The cultivation of Tomatoes as described above may be carried out in glasshouses without any artificial heat whatever during the summer months. If crops, however, are desired during the winter and early spring months, it will be necessary to have the houses heated, and a night temperature of not less than 60° F. must be maintained. For early autumn crops the seeds should be sown in the way already described, about the end of May and during June. No artificial heat will be necessary, and the plants may be grown on strong and sturdily with plenty of fresh air and light surrounding them. For early-spring orops seeds should be sown in September, the young plants being transferred to 2 1/2-in. pots when large enough, and afterwards to 5-in. or 6-in. pots. In due course they should be placed in 10-in. or 12-in. pots, using a fairly gritty loam having a little leaf mould and basic slag mixed with it. By placing a slender bamboo stake to each plant the main stem can be tied from time to time as it grows, and all the laterals should be pinched out when they can be easily taken between finger and thumb.
As there is always more difficulty in setting the fruits of winter Tomatoes, care should be taken to keep the atmosphere pure and in a moving or buoyant condition on all days when the weather is mild and genial. If the stems are tied to wires or strings the latter may be strummed at intervals with the fingers at noonday for several days.
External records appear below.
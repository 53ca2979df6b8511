use yew::prelude::*;

#[function_component(Footer)]
pub fn footer() -> Html {
    html! {
        <footer>{ "Prices in AED. All bookings are simulated." }</footer>
    }
}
This will jerk the plants gently and cause the pollen when ripe to blow about and settle on the pin-like stigmas of the ovaries. A still safer and better plan is to tie a piece of fur or a rabbit's tail on the end of a stick and pass it over the flower trusses day after day when the sun is shining. This secures proper distribution of pollen, and eventual fertilization. It will more than pay for the time and trouble spent, by the fine crop of fruit later on. The illustration (tig. 497) shows a crop of "Winter Beauty" grown in pots in winter.
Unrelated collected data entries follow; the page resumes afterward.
use crate::planner::{Catalog, CatalogItem, Category, DragPayload, format_price};
use std::rc::Rc;
use yew::prelude::*;

#[derive(Properties, Clone)]
pub struct Props {
    pub category: Category,
    pub catalog: Rc<Catalog>,
    pub currency: AttrValue,
    #[prop_or(false)]
    pub collapsed: bool,
    pub on_toggle: Callback<Category>,
    pub on_drag_start: Callback<DragPayload>,
    pub on_drag_end: Callback<()>,
    pub on_quick_add: Callback<DragPayload>,
}

impl PartialEq for Props {
    fn eq(&self, other: &Self) -> bool {
        self.category == other.category
            && Rc::ptr_eq(&self.catalog, &other.catalog)
            && self.currency == other.currency
            && self.collapsed == other.collapsed
    }
}

/// `"AED 1,200/night"`, or `"Free"` for zero-priced items.
#[must_use]
pub fn price_label(currency: &str, item: &CatalogItem) -> String {
    if item.price == 0 {
        "Free".to_string()
    } else {
        format!("{}{}", format_price(currency, item.price), item.category.price_unit())
    }
}

fn item_card(p: &Props, item: &CatalogItem) -> Html {
    let payload = DragPayload::new(item.category, item.id.clone());
    let on_drag_start = {
        let cb = p.on_drag_start.clone();
        let payload = payload.clone();
        Callback::from(move |e: DragEvent| {
            if let Some(transfer) = e.data_transfer() {
                let _ = transfer.set_data("text/plain", &payload.encode());
                transfer.set_effect_allowed("copy");
            }
            cb.emit(payload.clone());
        })
    };
    let on_drag_end = {
        let cb = p.on_drag_end.clone();
        Callback::from(move |_: DragEvent| cb.emit(()))
    };
    let on_quick_add = {
        let cb = p.on_quick_add.clone();
        Callback::from(move |e: MouseEvent| {
            e.prevent_default();
            e.stop_propagation();
            cb.emit(payload.clone());
        })
    };
    let stars = item
        .stars
        .map(|stars| "★".repeat(usize::from(stars.min(5))))
        .unwrap_or_default();

    html! {
        <li
            class="catalog-card"
            draggable="true"
            data-item-id={item.id.clone()}
            ondragstart={on_drag_start}
            ondragend={on_drag_end}
        >
            <div class="catalog-card__title">
                <span class="catalog-card__icon" aria-hidden="true">{ item.icon_or_default() }</span>
                <h4>{ item.name.clone() }</h4>
            </div>
            <div class="catalog-card__meta">
                <span class="badge">{ price_label(&p.currency, item) }</span>
                if !stars.is_empty() {
                    <span class="catalog-card__stars" aria-label={format!("{} stars", stars.chars().count())}>{ stars }</span>
                }
            </div>
            if let Some(location) = item.location.as_ref() {
                <p class="catalog-card__location">{ location.clone() }</p>
            }
            if let Some(hours) = item.duration_hrs {
                <p class="catalog-card__duration">{ format!("{hours} hours") }</p>
            }
            <button
                type="button"
                class="catalog-card__quick-add"
                title="Quick add to first available day"
                aria-label={format!("Quick add {} to first available day", item.name)}
                onclick={on_quick_add}
            >
                { "+" }
            </button>
        </li>
    }
}

#[function_component(SidebarSection)]
pub fn sidebar_section(p: &Props) -> Html {
    let items = p.catalog.items(p.category);
    let section_id = format!("sidebar-{}", p.category.key());
    let on_toggle = {
        let cb = p.on_toggle.clone();
        let category = p.category;
        Callback::from(move |_| cb.emit(category))
    };

    html! {
        <section class="sidebar-section" data-category={p.category.key()}>
            <button
                type="button"
                class="sidebar-section__header"
                aria-expanded={(!p.collapsed).to_string()}
                aria-controls={section_id.clone()}
                onclick={on_toggle}
            >
                <span aria-hidden="true">{ p.category.fallback_icon() }</span>
                <span>{ p.category.section_title() }</span>
                <span class="badge">{ items.len() }</span>
            </button>
            if !p.collapsed {
                <ul id={section_id} class="sidebar-section__items">
                    { for items.iter().map(|item| item_card(p, item)) }
                </ul>
            }
        </section>
    }
}

#[cfg(test)]
mod tests {
    use super::*;
    use futures::executor::block_on;
    use yew::LocalServerRenderer;

    fn props(collapsed: bool) -> Props {
        Props {
            category: Category::Transport,
            catalog: Rc::new(Catalog::load_embedded().unwrap()),
            currency: "AED".into(),
            collapsed,
            on_toggle: Callback::noop(),
            on_drag_start: Callback::noop(),
            on_drag_end: Callback::noop(),
            on_quick_add: Callback::noop(),
        }
    }

    #[test]
    fn lists_draggable_items_with_unit_prices() {
        let html = block_on(LocalServerRenderer::<SidebarSection>::with_props(props(false)).render());
        assert!(html.contains("draggable=\"true\""));
        assert!(html.contains("Basic Sedan"));
        assert!(html.contains("/day"));
        assert!(html.contains("Quick add to first available day"));
    }

    #[test]
    fn collapsed_section_hides_items() {
        let html = block_on(LocalServerRenderer::<SidebarSection>::with_props(props(true)).render());
        assert!(html.contains("aria-expanded=\"false\""));
        assert!(!html.contains("Basic Sedan"));
    }

    #[test]
    fn zero_price_reads_free() {
        let catalog = Catalog::load_embedded().unwrap();
        let fountain = catalog.find(Category::Attraction, "dubai-fountain").unwrap();
        assert_eq!(price_label("AED", fountain), "Free");
        let hotel = catalog.find(Category::Hotel, "hotel-atlantis-5").unwrap();
        assert_eq!(price_label("AED", hotel), "AED 1,200/night");
    }
}
pub mod day_card;
pub mod plan_card;
pub mod price_breakdown;
pub mod sidebar_section;
pub mod step_progress;
pub mod user_info_form;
Fig. 497. - Tomato - "Winter Beauty". (Pot-grown plants).
To make sure of success, attention must be paid to keeping the temperature equable, about 60° at night and 65° to 70° F. by day. It will be almost fatal to allow the temperature to jump up and down with great fluctuations. Good stoking is therefore a necessity during the winter months.
The next point is to give water carefully, which means only when the soil is getting dry. The atmosphere should not be too moist, indeed it should be on the dry side; and if the plants are not placed too close together all the available sunlight will be utilized to the best advantage.